番外編 勇者の心情


 ダイラルとの出会いは、一年半にも遡る。


 最初は、使える奴だと思って仲間にしたが、実際のところは無能だった。戦闘面では、リバルみたいに近接面で活躍していたわけでもないし、マリアみたいに魔法でモンスターを倒していたわけでもない。


「勇者パーティのお荷物」


 本当にこの言葉がお似合いだと思った。


 だからこそ、ダイラルを追放した日、俺はものすごく気持ちがよかった。なんせ、勇者パーティの汚点を追放できたのだから。


(本当に無能な奴)


 あいつを追放した時の顔は忘れることも出来ない。それほど、ダイラルの表情は傑作だった。あんな惨めな表情で、最後には泣きそうになっていたのだから。


 あまつさえ、チャンスをくれって言われたけど、上げるわけないね―じゃないか。


「本当に笑っちまうぜ」

 

 それに、あいつの眼の所為で勇者パーティに不名誉な噂まで流れる始末。本当に無能としか言いようがなかった。


 だが、流石の俺にも温情と言うものはある。あいつとは結構長い付き合いだ。

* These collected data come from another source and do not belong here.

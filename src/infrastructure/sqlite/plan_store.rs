use crate::domain::entities::plan::{Observation, PlanRecord};
use crate::domain::error::DomainError;
use crate::domain::ports::plan_store::PlanStore;
use async_trait::async_trait;
use chrono::{DateTime, Utc};
use rusqlite::{params, Connection, OptionalExtension};
use std::sync::Mutex;

/// Key of the single plan row.
const PLAN_KEY: &str = "plan";

pub struct SqlitePlanStore {
    conn: Mutex<Connection>,
}

impl SqlitePlanStore {
    pub fn new(conn: Connection) -> Self {
        Self {
            conn: Mutex::new(conn),
        }
    }

    fn parse_date(s: Option<String>) -> Option<DateTime<Utc>> {
        s.and_then(|s| {
            DateTime::parse_from_rfc3339(&s)
                .ok()
                .map(|dt| dt.with_timezone(&Utc))
        })
    }

    /// `None` when the history column cannot be decoded.
    fn row_to_record(row: &rusqlite::Row) -> Result<Option<PlanRecord>, rusqlite::Error> {
        let history_json: String = row.get(6)?;
        let history: Vec<Observation> = match serde_json::from_str(&history_json) {
            Ok(history) => history,
            Err(e) => {
                tracing::warn!(error = %e, "unreadable plan history, ignoring stored plan");
                return Ok(None);
            }
        };

        Ok(Some(PlanRecord {
            plan_id: row.get(0)?,
            initial_capital: row.get(1)?,
            target_capital: row.get(2)?,
            duration_days: row.get(3)?,
            daily_rate: row.get(4)?,
            current_capital: row.get(5)?,
            history,
            start_date: Self::parse_date(row.get(7)?),
            last_updated: Self::parse_date(row.get(8)?),
        }))
    }
}

#[async_trait]
impl PlanStore for SqlitePlanStore {
    async fn get(&self) -> Result<Option<PlanRecord>, DomainError> {
        let conn = self
            .conn
            .lock()
            .map_err(|e| DomainError::Persistence(e.to_string()))?;
        conn.query_row(
            "SELECT plan_id, initial_capital, target_capital, duration_days, daily_rate, current_capital, history, start_date, last_updated
             FROM plan_records WHERE id = ?1",
            params![PLAN_KEY],
            Self::row_to_record,
        )
        .optional()
        .map(Option::flatten)
        .map_err(|e| DomainError::Persistence(format!("Failed to read plan: {e}")))
    }

    async fn put(&self, record: &PlanRecord) -> Result<PlanRecord, DomainError> {
        let mut committed = record.clone();
        committed.last_updated = Some(Utc::now());
        let history = serde_json::to_string(&committed.history)?;

        let conn = self
            .conn
            .lock()
            .map_err(|e| DomainError::Persistence(e.to_string()))?;
        conn.execute(
            "INSERT OR REPLACE INTO plan_records (id, plan_id, initial_capital, target_capital, duration_days, daily_rate, current_capital, history, start_date, last_updated)
             VALUES (?1, ?2, ?3, ?4, ?5, ?6, ?7, ?8, ?9, ?10)",
            params![
                PLAN_KEY,
                committed.plan_id,
                committed.initial_capital,
                committed.target_capital,
                committed.duration_days,
                committed.daily_rate,
                committed.current_capital,
                history,
                committed.start_date.map(|dt| dt.to_rfc3339()),
                committed.last_updated.map(|dt| dt.to_rfc3339()),
            ],
        ).map_err(|e| DomainError::Persistence(format!("Failed to save plan: {e}")))?;
        Ok(committed)
    }

    async fn clear(&self) -> Result<(), DomainError> {
        let conn = self
            .conn
            .lock()
            .map_err(|e| DomainError::Persistence(e.to_string()))?;
        conn.execute("DELETE FROM plan_records", [])
            .map_err(|e| DomainError::Persistence(format!("Failed to clear plans: {e}")))?;
        Ok(())
    }
}

#[cfg(test)]
mod tests {
    use super::*;
    use crate::infrastructure::sqlite::migrations::run_migrations;

    fn store() -> SqlitePlanStore {
        let conn = Connection::open_in_memory().unwrap();
        run_migrations(&conn).unwrap();
        SqlitePlanStore::new(conn)
    }

    #[tokio::test]
    async fn test_empty_store_has_no_record() {
        assert!(store().get().await.unwrap().is_none());
    }

    #[tokio::test]
    async fn test_put_stamps_last_updated_and_replaces() {
        let store = store();
        let mut record = PlanRecord {
            initial_capital: Some(100.0),
            target_capital: Some(200.0),
            duration_days: Some(5),
            ..Default::default()
        };
        let committed = store.put(&record).await.unwrap();
        assert!(committed.last_updated.is_some());

        record.target_capital = Some(300.0);
        store.put(&record).await.unwrap();

        let stored = store.get().await.unwrap().unwrap();
        assert_eq!(stored.target_capital, Some(300.0));
        assert!(stored.history.is_empty());
    }

    #[tokio::test]
    async fn test_null_columns_read_back_as_none() {
        let store = store();
        store.put(&PlanRecord::default()).await.unwrap();
        let stored = store.get().await.unwrap().unwrap();
        assert_eq!(stored.initial_capital, None);
        assert!(stored.into_state().is_none());
    }

    #[tokio::test]
    async fn test_corrupt_history_is_no_record() {
        let store = store();
        store.put(&PlanRecord::default()).await.unwrap();
        {
            let conn = store.conn.lock().unwrap();
            conn.execute("UPDATE plan_records SET history = 'not json'", [])
                .unwrap();
        }
        assert!(store.get().await.unwrap().is_none());
    }

    #[tokio::test]
    async fn test_clear_removes_record() {
        let store = store();
        store.put(&PlanRecord::default()).await.unwrap();
        store.clear().await.unwrap();
        assert!(store.get().await.unwrap().is_none());
    }
}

だからこそ、新しく仲間に加えたアクルは紹介するつもりはなかった。


 でも、あいつが折れてくれなかったのだからしょうがない。でも、あの時の表情も傑作だったな。


 そこからの俺たちは、順風満帆だった。なんせ、新しく迎えたアクルは、ダイラルよりもよっぽど使い物になるし、気も利いていた。


 だが、アクルの様子が少しおかしいなとも感じていた。なんせ、夜中になると、いつもどこかに行ってしまうのだから。


 それでも、無能がいるよりかはましだと思った。


「は~。早く魔王を討伐しなくちゃな~」


 俺がボソッとそう呟くと、リバルが言う。


「そうだな。あの無能が消えたんだから、よりスムーズに進むさ」

「そうね」

「そうですよ」

「あぁ。みんな信用しているぜ」


 そこから、一瞬間程が経ったある日、ダイラルと出くわした。驚いたことに、仲間を連れていたんだ。

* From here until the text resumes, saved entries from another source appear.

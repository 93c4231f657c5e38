use crate::domain::error::DomainError;
use crate::domain::values::stop_loss::{StopLoss, StopLossMode};

pub const DEFAULT_DB_PATH: &str = "./bankroll.db";
pub const DEFAULT_CURRENCY: &str = "Ar";

/// Runtime settings, read from `BANKROLL_*` environment variables.
#[derive(Debug, Clone, PartialEq)]
pub struct Settings {
    pub db_path: String,
    pub currency: String,
    pub stop_loss: Option<StopLoss>,
}

impl Default for Settings {
    fn default() -> Self {
        Self {
            db_path: DEFAULT_DB_PATH.into(),
            currency: DEFAULT_CURRENCY.into(),
            stop_loss: None,
        }
    }
}

impl Settings {
    pub fn from_env() -> Result<Self, DomainError> {
        Self::from_lookup(|key| std::env::var(key).ok())
    }

    /// Build settings from any key lookup; unset keys fall back to defaults.
    pub fn from_lookup<F>(lookup: F) -> Result<Self, DomainError>
    where
        F: Fn(&str) -> Option<String>,
    {
        let db_path = lookup("BANKROLL_DB").unwrap_or_else(|| DEFAULT_DB_PATH.into());
        let currency = lookup("BANKROLL_CURRENCY").unwrap_or_else(|| DEFAULT_CURRENCY.into());

        let mode = match lookup("BANKROLL_STOP_LOSS_MODE") {
            Some(m) => m.parse::<StopLossMode>().map_err(DomainError::Parse)?,
            None => StopLossMode::default(),
        };
        let stop_loss = lookup("BANKROLL_STOP_LOSS_PCT")
            .map(|pct| {
                let pct: f64 = pct.trim().parse().map_err(|_| {
                    DomainError::Parse(format!("BANKROLL_STOP_LOSS_PCT is not a number: {pct}"))
                })?;
                StopLoss::new(pct, mode).map_err(|e| DomainError::Parse(e.to_string()))
            })
            .transpose()?;

        Ok(Self {
            db_path,
            currency,
            stop_loss,
        })
    }
}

 話を聞くと、今は冒険者をやっているらしい。それもCランク。それを聞いて、俺は冒険者ギルドも落ちぶれたものだなと感じた。


(それにしても、こんな無能と一緒に居るなんて可哀想に......)


 俺はそう思い、女性に忠告をした。だが、女性は首を縦には振らず、俺に歯向かってさえ来た。


(こっちが親切にしてやっているのに)


 だが、そこでやっと理解する。


(無能同士が仲間になったってことか)


 せっかく無能のお仲間さんにも忠告してやったのにバカかよ。


 俺はため息を嘲笑いながらダイラルたちに告げる。


「無能なりに頑張れよ」


 そして、俺はこの場を去って行った。


 その後、リバルたちと話しているが、やはりダイラルの話題になると笑いが止まらなかった。


(それにしても、無能が無能を呼ぶってあるんだな)


「まあ無能同士、精々頑張れよな」


 俺はそう呟きながら次の依頼の話を進めていった。